[PATCH v3 2/3] tools: compiled-in paths should not be used when cross-compiling.

Jacek Caban jacek at codeweavers.com
Mon Mar 14 15:42:59 CDT 2022


Hi Kevin,

On 2/21/22 03:12, Kevin Puetz wrote:
> When cross-compiling wine (or winelib applications), one configures
> and builds wine __tooldeps__ in one prefix,
> then builds the target separately (using --with-wine-tools)
>
> Any paths compiled into wine's tool binaries via FOODIR or BIN_TO_FOODIR
> would thus refer to that --with-wine-tools build, not to the target.
> Previously BIN_TO_LIBDIR was exempted from being prefixed by $SYSROOT,
> but really it should just not be used at all when cross-compiling.
>
> Add --wine-libdir and --wine-includedir options so these paths can be
> explicitly specified if they are not a standard location inside $SYSROOT.
> This should match the --includedir or --libdir options to configure,
> and will entirely override any built-in guessing.
>
> Signed-off-by: Kevin Puetz <PuetzKevinA at JohnDeere.com>
> --
>
> Previously it was possible to compile with a cross-winelib
> only if wine was installed inside of $SYSROOT, in one of the 3 subfolders
> that the get_lib_dir would try ($PREFIX, /usr, or /usr/local).
> And even then, build configuration's files (variables from init_argv0_dir)
> would be first in the ist and preferred if they existed.
>
> This worked for most libraries because .h and .def files aren't
> architecture-specific, so the build/host confusion caused little harm.
> And prior to wine 6.22 few libraries used static importlib.a files,
> Even for those that did the linker would *probably* reject and skip
> over wrong-architecture .a files, though more subtle problems could
> manifest if e.g. both --host and --build were some flavor of linux-x86,
> but perhaps using different gcc versions or options.


Sine wine-6.9, we install libraries into target-specific subdirectories 
of lib dir. This means that get_lib_dir() should already skip lib lib 
directories that are not compatible with specified target.

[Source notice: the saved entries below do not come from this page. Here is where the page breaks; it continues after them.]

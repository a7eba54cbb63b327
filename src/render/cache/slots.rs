use core::array;

use crate::render::gl::GLenum;

/// Fixed association list from a GL enum to its remembered value.
///
/// Built from a `&'static [(GLenum, T)]` default table whose entries may be
/// compiled in or out by cargo features. Lookup is a linear scan; the tables
/// hold a handful of entries. An id with no entry is "unmanaged" and the
/// caller falls back to the device.
#[derive(Clone, Debug)]
pub struct SlotTable<T, const N: usize> {
    ids: [GLenum; N],
    values: [T; N],
}

impl<T: Copy, const N: usize> SlotTable<T, N> {
    pub fn from_defaults(defaults: &[(GLenum, T)]) -> Self {
        assert_eq!(defaults.len(), N, "slot table length mismatch");
        Self {
            ids: array::from_fn(|i| defaults[i].0),
            values: array::from_fn(|i| defaults[i].1),
        }
    }

    #[inline]
    fn index_of(&self, id: GLenum) -> Option<usize> {
        self.ids.iter().position(|&slot| slot == id)
    }

    #[inline]
    pub fn get(&self, id: GLenum) -> Option<T> {
        self.index_of(id).map(|i| self.values[i])
    }

    #[inline]
    pub fn get_mut(&mut self, id: GLenum) -> Option<&mut T> {
        match self.index_of(id) {
            Some(i) => Some(&mut self.values[i]),
            None => None,
        }
    }

    pub fn contains(&self, id: GLenum) -> bool {
        self.index_of(id).is_some()
    }

    pub fn values_mut(&mut self) -> impl Iterator<Item = &mut T> {
        self.values.iter_mut()
    }
}
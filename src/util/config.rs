use std::sync::OnceLock;

/// Environment variable naming an optional `key = value` config file.
pub const CONFIG_ENV: &str = "GLCACHE_CONFIG";

#[derive(Debug, Clone, Copy, PartialEq, Eq)]
pub struct CacheConfig {
    /// Route calls through the state cache. Off means every call goes
    /// straight to the device.
    pub use_cache: bool,
    /// Skip the vertex/color/texcoord pointer caches only. Some Android
    /// drivers reuse client addresses across frames with new contents.
    pub pointer_state_hack: bool,
}

impl Default for CacheConfig {
    fn default() -> Self {
        Self { use_cache: true, pointer_state_hack: false }
    }
}

static CONFIG: OnceLock<CacheConfig> = OnceLock::new();

/// Process-wide config, read once from `$GLCACHE_CONFIG` if set.
pub fn cache_config() -> &'static CacheConfig {
    CONFIG.get_or_init(read_config)
}

fn read_config() -> CacheConfig {
    let Ok(path) = std::env::var(CONFIG_ENV) else {
        return CacheConfig::default();
    };
    match std::fs::read_to_string(&path) {
        Ok(text) => parse_config(&text),
        Err(err) => {
            log::warn!("could not read {} ({}); using defaults", path, err);
            CacheConfig::default()
        }
    }
}

fn parse_flag(value: &str) -> Option<bool> {
    match value {
        "1" | "true" | "TRUE" | "on" | "ON" | "yes" | "YES" => Some(true),
        "0" | "false" | "FALSE" | "off" | "OFF" | "no" | "NO" => Some(false),
        _ => None,
    }
}

pub fn parse_config(text: &str) -> CacheConfig {
    let mut cfg = CacheConfig::default();

    for raw_line in text.lines() {
        let line = raw_line.trim();
        if line.is_empty() || line.starts_with('#') {
            continue;
        }
        let mut parts = line.splitn(2, '=');
        let key = parts.next().unwrap_or("").trim();
        let value = parts.next().unwrap_or("").trim();

        let slot = if key.eq_ignore_ascii_case("use_cache") {
            &mut cfg.use_cache
        } else if key.eq_ignore_ascii_case("pointer_state_hack") {
            &mut cfg.pointer_state_hack
        } else {
            log::warn!("unknown config key {:?}", key);
            continue;
        };

        match parse_flag(value) {
            Some(flag) => *slot = flag,
            None => log::warn!("bad value {:?} for {}", value, key),
        }
    }

    cfg
}
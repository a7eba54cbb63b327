use crate::render::device::GlDevice;
use crate::render::gl::{GLenum, GLfloat, GLint, GLpointer, GLsizei, GLuint};

#[cfg_attr(all(target_os = "linux", not(feature = "gles")), link(name = "GL"))]
#[cfg_attr(all(target_os = "android", feature = "gles"), link(name = "GLESv1_CM"))]
#[cfg_attr(target_os = "macos", link(name = "OpenGL", kind = "framework"))]
extern "C" {
    fn glEnable(cap: GLenum);
    fn glDisable(cap: GLenum);
    #[cfg(not(feature = "ps3"))]
    fn glIsEnabled(cap: GLenum) -> u8;
    fn glEnableClientState(array: GLenum);
    fn glDisableClientState(array: GLenum);
    fn glBindTexture(target: GLenum, texture: GLuint);
    fn glDeleteTextures(n: GLsizei, textures: *const GLuint);
    fn glBindBuffer(target: GLenum, buffer: GLuint);
    fn glDeleteBuffers(n: GLsizei, buffers: *const GLuint);
    fn glMatrixMode(mode: GLenum);
    fn glBlendFunc(sfactor: GLenum, dfactor: GLenum);
    fn glBlendEquation(mode: GLenum);
    fn glColor4f(red: GLfloat, green: GLfloat, blue: GLfloat, alpha: GLfloat);
    fn glTexEnvi(target: GLenum, pname: GLenum, param: GLint);
    fn glTexEnvfv(target: GLenum, pname: GLenum, params: *const GLfloat);
    fn glVertexPointer(size: GLint, ty: GLenum, stride: GLsizei, pointer: GLpointer);
    fn glColorPointer(size: GLint, ty: GLenum, stride: GLsizei, pointer: GLpointer);
    fn glTexCoordPointer(size: GLint, ty: GLenum, stride: GLsizei, pointer: GLpointer);
    fn glPixelStorei(pname: GLenum, param: GLint);
}

/// The platform GL library.
///
/// Safety: the host must have a GL context current on the calling thread for
/// as long as this device is used. Pointer arguments are handed to GL as-is.
pub struct SystemGl {
    _not_send: core::marker::PhantomData<*const ()>,
}

impl SystemGl {
    pub fn new() -> Self {
        Self { _not_send: core::marker::PhantomData }
    }
}

impl Default for SystemGl {
    fn default() -> Self {
        Self::new()
    }
}

impl GlDevice for SystemGl {
    fn enable(&mut self, cap: GLenum) {
        unsafe { glEnable(cap) }
    }

    fn disable(&mut self, cap: GLenum) {
        unsafe { glDisable(cap) }
    }

    #[cfg(not(feature = "ps3"))]
    fn is_enabled(&mut self, cap: GLenum) -> bool {
        unsafe { glIsEnabled(cap) != 0 }
    }

    #[cfg(feature = "ps3")]
    fn is_enabled(&mut self, cap: GLenum) -> bool {
        log::error!("glIsEnabled unsupported on this platform (cap {:#06x})", cap);
        panic!("glIsEnabled unsupported (cap {:#06x})", cap);
    }

    fn enable_client_state(&mut self, array: GLenum) {
        unsafe { glEnableClientState(array) }
    }

    fn disable_client_state(&mut self, array: GLenum) {
        unsafe { glDisableClientState(array) }
    }

    fn bind_texture(&mut self, target: GLenum, texture: GLuint) {
        unsafe { glBindTexture(target, texture) }
    }

    fn delete_textures(&mut self, textures: &[GLuint]) {
        unsafe { glDeleteTextures(textures.len() as GLsizei, textures.as_ptr()) }
    }

    fn bind_buffer(&mut self, target: GLenum, buffer: GLuint) {
        unsafe { glBindBuffer(target, buffer) }
    }

    fn delete_buffers(&mut self, buffers: &[GLuint]) {
        unsafe { glDeleteBuffers(buffers.len() as GLsizei, buffers.as_ptr()) }
    }

    fn matrix_mode(&mut self, mode: GLenum) {
        unsafe { glMatrixMode(mode) }
    }

    fn blend_func(&mut self, sfactor: GLenum, dfactor: GLenum) {
        unsafe { glBlendFunc(sfactor, dfactor) }
    }

    fn blend_equation(&mut self, mode: GLenum) {
        unsafe { glBlendEquation(mode) }
    }

    fn color4f(&mut self, red: GLfloat, green: GLfloat, blue: GLfloat, alpha: GLfloat) {
        unsafe { glColor4f(red, green, blue, alpha) }
    }

    fn tex_envi(&mut self, target: GLenum, pname: GLenum, param: GLint) {
        unsafe { glTexEnvi(target, pname, param) }
    }

    fn tex_envfv(&mut self, target: GLenum, pname: GLenum, params: &[GLfloat; 4]) {
        unsafe { glTexEnvfv(target, pname, params.as_ptr()) }
    }

    fn vertex_pointer(&mut self, size: GLint, ty: GLenum, stride: GLsizei, pointer: GLpointer) {
        unsafe { glVertexPointer(size, ty, stride, pointer) }
    }

    fn color_pointer(&mut self, size: GLint, ty: GLenum, stride: GLsizei, pointer: GLpointer) {
        unsafe { glColorPointer(size, ty, stride, pointer) }
    }

    fn tex_coord_pointer(&mut self, size: GLint, ty: GLenum, stride: GLsizei, pointer: GLpointer) {
        unsafe { glTexCoordPointer(size, ty, stride, pointer) }
    }

    fn pixel_storei(&mut self, pname: GLenum, param: GLint) {
        unsafe { glPixelStorei(pname, param) }
    }
}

> Allowing --wine-{include,lib}dir to be specified explicitly clears up
> all this ambiguity and guessing; a cross-compiler can just say where
> the host wine binaries are and be sure winegcc won't find something else.


While we may end up needing something like this anyway (for more 
complicated cases), I think that ideally we would make the experience 
seamless by not requiring those options. One way to achieve that, would 
be to make more use of target-specific subdirectories. It should be 
possible to not use sysroot for importlibs and includes at all. I can 
imagine installing importlibs into the non-sysrooted wine tools 
installation, making this single installation capable of handling 
multiple targets. This matches a common practice for cross compilation 
sysroots: for example, I have aarch64 sysroot in 
/usr/aarch64-unknown-linux-gnu/, but GCC uses 
/usr/lib/gcc/aarch64-unknown-linux-gnu/ for libraries (and includes) 
bundled with the compiler. Once something like that is setup, it should 
work just fine now (well, I didn't try, so there may be some bugs, but 
it shouldn't be too hard to get working). This patch would prevent such 
setup from using BIN_TO_FOODIR in such case. Would better support for 
such configuration be good for your use case? Maybe we should look at 
making such thing easy to setup.


Also, as I mentioned above, lib dir should already be able to skip 
target incompatible lib dir, but we don't have similar tool for include 
dirs and I can see a point in making that more reliable. The problem 
with current architecture is that libdir and includedir may be very 
different and there is no good way to translate one path to the other. 
The solution that compilers use (both GCC and Clang) is to ship internal 
headers inside libdir. While that may seem less intuitive, it makes 
sense for such cases. From compiler's perspective, places like 
/usr/include are mostly for 3rd party libraries to expose their 
interfaces, while internal compiler headers are an implementation detail 
of the compiler itself (and are potentially tied to its compiler 
version/config). Those considerations are similar to Wine headers and 
winegcc. If we followed that pattern, we could just just use strmake( 
"%s/include", get_lib_dir()) for include dir and headers would just 
match libraries version with no extra work needed. Anyway, this part 
likely not needed for your case and I can't be sure if it's a good idea 
without trying, but that's what I came out with when I was thinking 
about more reliable way to locate includes.